I couldn’t understand what the catch was. That didn’t sound threatening at all.

“What would be the point of me agreeing to snitch, then?” I said. “For the sheer joy of it?”

He was silent for a while. Then sat back on the chair. Took the notebook and thumbed through it. It was completely blank.

“I’m not very good at stories,” he said. “But I’d like to tell you the story of the last graduation. And the one before that. If, after hearing them, you still refuse to help me, I’m not going to insist. You’ll go back to the Fourth and try to forget we ever had this conversation.”

He didn’t ask if I agreed to listen. Simply started to talk. Without going into detail, pointedly detached and tedious, but it made what he was talking about even scarier. Like an article in the paper—no emotions, just facts.

“Is that true?” I said when he finished.

I already knew that it was. It was all true. I saw Blind kill Pompey. I saw Red on the night when they tried to kill him. And I saw how everyone reacted, or rather did not react, in both cases. I knew that no one in the House called Blind a murderer, because no one thought of him that way. Except me. No one stopped talking to him, no one felt uneasy being next to him. I made myself look like an idiot when I refused to put on his shirt the night of the murder. A lot of things that were beyond the pale for me, they took completely in stride. So yes, I believed that those who had been here before them, who were a bit like them, really could massacre each other in the grand finale of their Great Game. I haven’t abandoned that word, just acknowledged that the Game is not a game, that it is for real, and a “for real” ending for it would probably look something like what Ralph described.

“It is true,” he said.

And then asked if I kept a diary.

Everyone kept a diary in the First. Reading them must have been even more of a chore than writing in them.

I said that I still had my old diary, but I only used it for drawing.

“You can draw in this,” he said. “Except you’ll have to write some too. No one would be surprised when they see that you picked up the diary again in the Sepulcher. It can be pretty boring in here.”

“But I haven’t agreed yet,” I said.

“No?” He felt his cheekbone again. “And here’s me thinking that I was reasonably persuasive.”

I took his notebook.

I am sitting in my old place, between Tabaqui and Noble. The lights are out, the boombox is moaning on the other end of the bed, and everyone’s silent. That’s how it’s been for two hours already. Maybe that’s a silent Fairy Tale Night. How would I know? Or are they all simply enjoying the music? It’s better not to ask questions, because either you’re one with the pack and know everything about everything, or you aren’t and you don’t, in which case you’re just getting on everyone’s nerves.

So I am dutifully listening to the music, admiring the blinking red lights of the boombox, and smoking. I’ve already smoked more this evening than in all of my days in the Sepulcher combined.

One of the indistinct shadows slinking around the bed sits down next to me.

“How are you feeling, Smoker?”

It’s Blind. Unusually courteous.

“All right. I mean, pretty good,” I say.

“What happened to you, exactly? If you don’t mind, of course.”

I do, that’s the problem.

“My parents asked them to run a full checkup on me,” I say. “Since classes are over and there’s going to be no exams. And I had this low blood count, so . . .”
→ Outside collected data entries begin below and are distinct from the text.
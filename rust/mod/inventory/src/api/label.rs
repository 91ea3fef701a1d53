use axum::{
    extract::{Path, State},
    http::{HeaderMap, StatusCode},
    routing::{get, post},
    Json, Router,
};
use serde::Deserialize;

use granthalaya_core::ServiceError;

use crate::model::LabelSheet;

use super::{actor, AppState};

pub fn routes() -> Router<AppState> {
    Router::new()
        .route("/labels", post(create_label_sheet).get(list_label_sheets))
        .route("/labels/{id}", get(get_label_sheet))
}

#[derive(Deserialize)]
#[serde(rename_all = "camelCase")]
struct LabelsBody {
    product_codes: Vec<String>,
}

async fn create_label_sheet(
    State(svc): State<AppState>,
    headers: HeaderMap,
    Json(body): Json<LabelsBody>,
) -> Result<(StatusCode, Json<LabelSheet>), ServiceError> {
    let sheet = svc.create_label_sheet(&body.product_codes, actor(&headers).as_deref())?;
    Ok((StatusCode::CREATED, Json(sheet)))
}

async fn list_label_sheets(State(svc): State<AppState>) -> Result<Json<Vec<LabelSheet>>, ServiceError> {
    Ok(Json(svc.list_label_sheets()?))
}

async fn get_label_sheet(
    State(svc): State<AppState>,
    Path(id): Path<String>,
) -> Result<Json<LabelSheet>, ServiceError> {
    Ok(Json(svc.get_label_sheet(&id)?))
}
use axum::{
    extract::{Path, Query, State},
    http::{HeaderMap, StatusCode},
    routing::{get, post},
    Json, Router,
};
use serde::Deserialize;
use serde_json::Value;

use granthalaya_core::{ListParams, ListResult, ServiceError};

use crate::code::ProductType;
use crate::model::{NewProduct, Product, ProductFilter};

use super::{actor, AppState};

pub fn routes() -> Router<AppState> {
    Router::new()
        .route("/products", post(create_product).get(list_products))
        .route(
            "/products/{code}",
            get(get_product).patch(update_product).delete(delete_product),
        )
}

async fn create_product(
    State(svc): State<AppState>,
    headers: HeaderMap,
    Json(input): Json<NewProduct>,
) -> Result<(StatusCode, Json<Product>), ServiceError> {
    let product = svc.create_product(input, actor(&headers).as_deref())?;
    Ok((StatusCode::CREATED, Json(product)))
}

/// Query string of `GET /products`. Kept flat: the urlencoded
/// deserializer cannot flatten numeric fields.
#[derive(Debug, Default, Deserialize)]
#[serde(rename_all = "camelCase")]
struct ProductQuery {
    #[serde(rename = "type")]
    product_type: Option<String>,
    category: Option<String>,
    missing_code: Option<bool>,
    q: Option<String>,
    limit: Option<usize>,
    offset: Option<usize>,
}

impl ProductQuery {
    fn split(self) -> Result<(ProductFilter, ListParams), ServiceError> {
        let product_type = self
            .product_type
            .map(|t| t.parse::<ProductType>())
            .transpose()
            .map_err(|e| ServiceError::Validation(e.to_string()))?;
        let defaults = ListParams::default();
        Ok((
            ProductFilter {
                product_type,
                category: self.category,
                missing_code: self.missing_code,
            },
            ListParams {
                limit: self.limit.unwrap_or(defaults.limit),
                offset: self.offset.unwrap_or(defaults.offset),
                q: self.q,
            },
        ))
    }
}

async fn list_products(
    State(svc): State<AppState>,
    Query(query): Query<ProductQuery>,
) -> Result<Json<ListResult<Product>>, ServiceError> {
    let (filter, params) = query.split()?;
    Ok(Json(svc.list_products(&filter, &params)?))
}

async fn get_product(
    State(svc): State<AppState>,
    Path(code): Path<String>,
) -> Result<Json<Product>, ServiceError> {
    Ok(Json(svc.get_product_by_code(&code)?))
}

async fn update_product(
    State(svc): State<AppState>,
    Path(code): Path<String>,
    Json(patch): Json<Value>,
) -> Result<Json<Product>, ServiceError> {
    Ok(Json(svc.update_product(&code, &patch)?))
}

async fn delete_product(
    State(svc): State<AppState>,
    Path(code): Path<String>,
) -> Result<StatusCode, ServiceError> {
    svc.delete_product(&code)?;
    Ok(StatusCode::NO_CONTENT)
}
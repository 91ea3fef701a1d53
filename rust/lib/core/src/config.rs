use std::path::PathBuf;

/// Storage and listen settings shared by the server and the offline commands.
///
/// The binary fills this from its TOML file and command-line flags, then
/// hands it to storage initialization.
#[derive(Debug, Clone)]
pub struct ServiceConfig {
    /// Root directory for everything the service persists.
    pub data_dir: Option<PathBuf>,

    /// Path to the redb document store.
    /// Defaults to `{data_dir}/inventory.redb` if not specified.
    pub db_path: Option<PathBuf>,

    /// Directory for blob storage (label sheets).
    /// Defaults to `{data_dir}/blobs/` if not specified.
    pub blob_dir: Option<PathBuf>,

    /// Public base URL blobs are served under, e.g. `https://cdn.example.org/blobs`.
    /// When unset, blob URLs are `file://` URLs into `blob_dir`.
    pub blob_base_url: Option<String>,

    /// Listen address for the HTTP server.
    pub listen: String,
}

impl Default for ServiceConfig {
    fn default() -> Self {
        Self {
            data_dir: None,
            db_path: None,
            blob_dir: None,
            blob_base_url: None,
            listen: "0.0.0.0:8080".to_string(),
        }
    }
}

impl ServiceConfig {
    /// Resolve the document store path, falling back to `{data_dir}/inventory.redb`.
    pub fn resolve_db_path(&self) -> PathBuf {
        self.db_path
            .clone()
            .unwrap_or_else(|| self.resolve_data_subpath("inventory.redb"))
    }

    /// Resolve the blob storage directory.
    pub fn resolve_blob_dir(&self) -> PathBuf {
        self.blob_dir
            .clone()
            .unwrap_or_else(|| self.resolve_data_subpath("blobs"))
    }

    fn resolve_data_subpath(&self, name: &str) -> PathBuf {
        self.data_dir
            .as_ref()
            .map(|d| d.join(name))
            .unwrap_or_else(|| PathBuf::from(name))
    }
}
At that moment someone switches on the lights. When I open my eyes, everything I was planning to say goes right out of my head.

Because this is my first good look at Blind after my return from the Sepulcher and he looks like someone enthusiastically took a sander to him. To his cheeks, his chin, his neck. In short, it’s me who should be asking how he’s feeling, not the other way around. Which I don’t, of course. I collect the tattered remains of my thoughts and pick up the story about the blood count, but Blind gets up in the middle of the sentence and leaves. As in leaves the room. If he didn’t care about getting an answer, why ask at all? Or is it that he suddenly remembered he was contagious? I light up again, to calm the nerves.